Crossover Dynamics of Non-Fickian Ionic Diffusion in Solids

TL;DR

This study reveals complex ionic diffusion behaviors in Li_xFePO4, demonstrating single-file diffusion, surface exchange effects, and a crossover from 1D to quasi-2D transport driven by lattice strain and polaron motion, using tracer exchange and advanced characterization.

Contribution

It introduces tracer exchange as a novel method to directly probe coupled ion-electron transport and uncovers the mechanisms behind ionic diffusion and transport dimensionality in solids.

Findings

Ion transport occurs via single-file diffusion with strong ion-ion correlations.

Surface exchange limits reaction rates more than Li+ mobility.

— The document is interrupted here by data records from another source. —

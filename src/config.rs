//! Application settings and command-line handling.
//!
//! Settings come from an optional JSON file (`--config <path>`); anything the
//! file leaves out keeps its default. A free argument picks the experiment:
//!
//! ```text
//! sketchbook constellation
//! sketchbook --config sketch.json fireworks
//! sketchbook --list
//! ```
//!
//! ```json
//! { "experiment": "flow-field", "seed": 7, "count": 4000, "smoothing": 0.2 }
//! ```

use crate::error::ConfigError;
use crate::gallery::{self, GallerySettings};
use crate::input::DEFAULT_SMOOTHING;
use serde::{Deserialize, Serialize};
use std::path::{Path, PathBuf};

/// Everything the desktop host needs to start.
#[derive(Debug, Clone, PartialEq, Serialize, Deserialize)]
#[serde(default)]
pub struct AppConfig {
    pub title: String,
    pub width: u32,
    pub height: u32,
    /// Gallery id of the experiment to run.
    pub experiment: String,
    pub seed: u64,
    /// Pointer smoothing factor in `(0, 1]`.
    pub smoothing: f32,
    /// Seconds per frame for deterministic runs; `None` uses wall time.
    pub fixed_delta: Option<f32>,
    pub time_scale: f32,
    /// Override the experiment's entity count.
    pub count: Option<usize>,
    /// Where `S` writes PNG snapshots.
    pub snapshot_dir: PathBuf,
}

impl Default for AppConfig {
    fn default() -> Self {
        Self {
            title: "sketchbook".to_string(),
            width: 1280,
            height: 720,
            experiment: "flow-field".to_string(),
            seed: 1,
            smoothing: DEFAULT_SMOOTHING,
            fixed_delta: None,
            time_scale: 1.0,
            count: None,
            snapshot_dir: PathBuf::from("snapshots"),
        }
    }
}

impl AppConfig {
    /// Read and validate a JSON config file.
    pub fn load(path: impl AsRef<Path>) -> Result<Self, ConfigError> {
        let path = path.as_ref();
        let text = std::fs::read_to_string(path).map_err(|source| ConfigError::Io {
            path: path.to_path_buf(),
            source,
        })?;
        let config = Self::from_json_str(&text)?;
        log::info!("loaded config from {}", path.display());
        Ok(config)
    }

    /// Parse and validate JSON text.
    pub fn from_json_str(text: &str) -> Result<Self, ConfigError> {
        let config: Self = serde_json::from_str(text)?;
        config.validate()?;
        Ok(config)
    }

    /// Reject values the host cannot run with.
    pub fn validate(&self) -> Result<(), ConfigError> {
        if self.width == 0 || self.height == 0 {
            return Err(ConfigError::Invalid {
                field: "width/height",
                reason: format!("window must be non-empty, got {}x{}", self.width, self.height),
            });
        }
        if !(self.smoothing > 0.0 && self.smoothing <= 1.0) {
            return Err(ConfigError::Invalid {
                field: "smoothing",
                reason: format!("must be in (0, 1], got {}", self.smoothing),
            });
        }
        if !(self.time_scale.is_finite() && self.time_scale >= 0.0) {
            return Err(ConfigError::Invalid {
                field: "time_scale",
                reason: format!("must be a non-negative number, got {}", self.time_scale),
            });
        }
        if let Some(delta) = self.fixed_delta {
            if !(delta.is_finite() && delta > 0.0) {
                return Err(ConfigError::Invalid {
                    field: "fixed_delta",
                    reason: format!("must be positive, got {}", delta),
                });
            }
        }
        if gallery::find(&self.experiment).is_none() {
            return Err(ConfigError::UnknownExperiment(self.experiment.clone()));
        }
        Ok(())
    }

    /// Constructor settings for the chosen experiment.
    pub fn gallery_settings(&self) -> GallerySettings {
        GallerySettings {
            seed: self.seed,
            count: self.count,
        }
    }
}

/// What the command line asked for.
#[derive(Debug, Clone, PartialEq)]
pub enum Command {
    Run(AppConfig),
    List,
    Help,
}

pub const USAGE: &str = "\
Usage: sketchbook [OPTIONS] [EXPERIMENT]

Options:
  -c, --config <PATH>   Load settings from a JSON file
  -l, --list            List the gallery and exit
  -h, --help            Show this help

Keys: Space pause, R re-seed, S snapshot, Escape quit";

/// Parse arguments, without the program name.
pub fn parse_args<I>(args: I) -> Result<Command, ConfigError>
where
    I: IntoIterator<Item = String>,
{
    let mut config_path: Option<PathBuf> = None;
    let mut experiment: Option<String> = None;

    let mut args = args.into_iter();
    while let Some(arg) = args.next() {
        match arg.as_str() {
            "--config" | "-c" => {
                let path = args.next().ok_or_else(|| ConfigError::Invalid {
                    field: "--config",
                    reason: "expects a file path".to_string(),
                })?;
                config_path = Some(PathBuf::from(path));
            }
            "--list" | "-l" => return Ok(Command::List),
            "--help" | "-h" => return Ok(Command::Help),
            flag if flag.starts_with('-') => {
                return Err(ConfigError::Invalid {
                    field: "arguments",
                    reason: format!("unknown option '{}'", flag),
                });
            }
            _ => experiment = Some(arg),
        }
    }

    let mut config = match config_path {
        Some(path) => AppConfig::load(path)?,
        None => AppConfig::default(),
    };
    if let Some(id) = experiment {
        config.experiment = id;
    }
    config.validate()?;
    Ok(Command::Run(config))
}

Na incorporation induces a crossover from 1D to quasi-2D diffusion.

Abstract

Ionic diffusion in solids is central to energy storage, electronics, and catalysis, yet its chemical origins are difficult to resolve because conventional diffusion models struggle with effects of confinement, crystallographic disorder, lattice distortions, and coupling to electronic or phononic carriers. These challenges are especially pronounced in battery materials, where ionic and electronic motion occur together, complicating interpretation of electrochemical measurements. Here we use tracer exchange as a direct, non-electrochemical probe to reveal distinct ion-transport regimes in the one-dimensional conductor olivine Li_xFePO4 (0 <= x <= 1). Lithium isotope exchange validates single-file diffusion governed by strong ion-ion correlations, where 1D confinement suppresses bypassing and preserves spatial order. Kinetic Monte Carlo simulations and chronoamperometry quantify both Faradaic and non-Faradaic surface exchange, identifying electron transport, rather than Li+ mobility, as the rate-limiting step for electrochemical reaction. In addition, Li-Na exchange exhibits apparent superdiffusion, with rates that increase with Na content. Simulations attribute this behavior to surface-exchange limitations and Na-induced lattice strain that enhances cross-channel Li+ hopping and drives a crossover from 1D to quasi-2D transport. Four-dimensional STEM, in situ synchrotron XRD, X-ray absorption spectroscopy, and Mossbauer spectroscopy confirm that lattice softening and concerted polaron motion contribute to the observed dynamics. These results establish tracer exchange as a powerful tool for probing coupled ion-electron transport and provide chemical insight into how lattice mechanics and multicomponent exchange shape ionic diffusion in solids.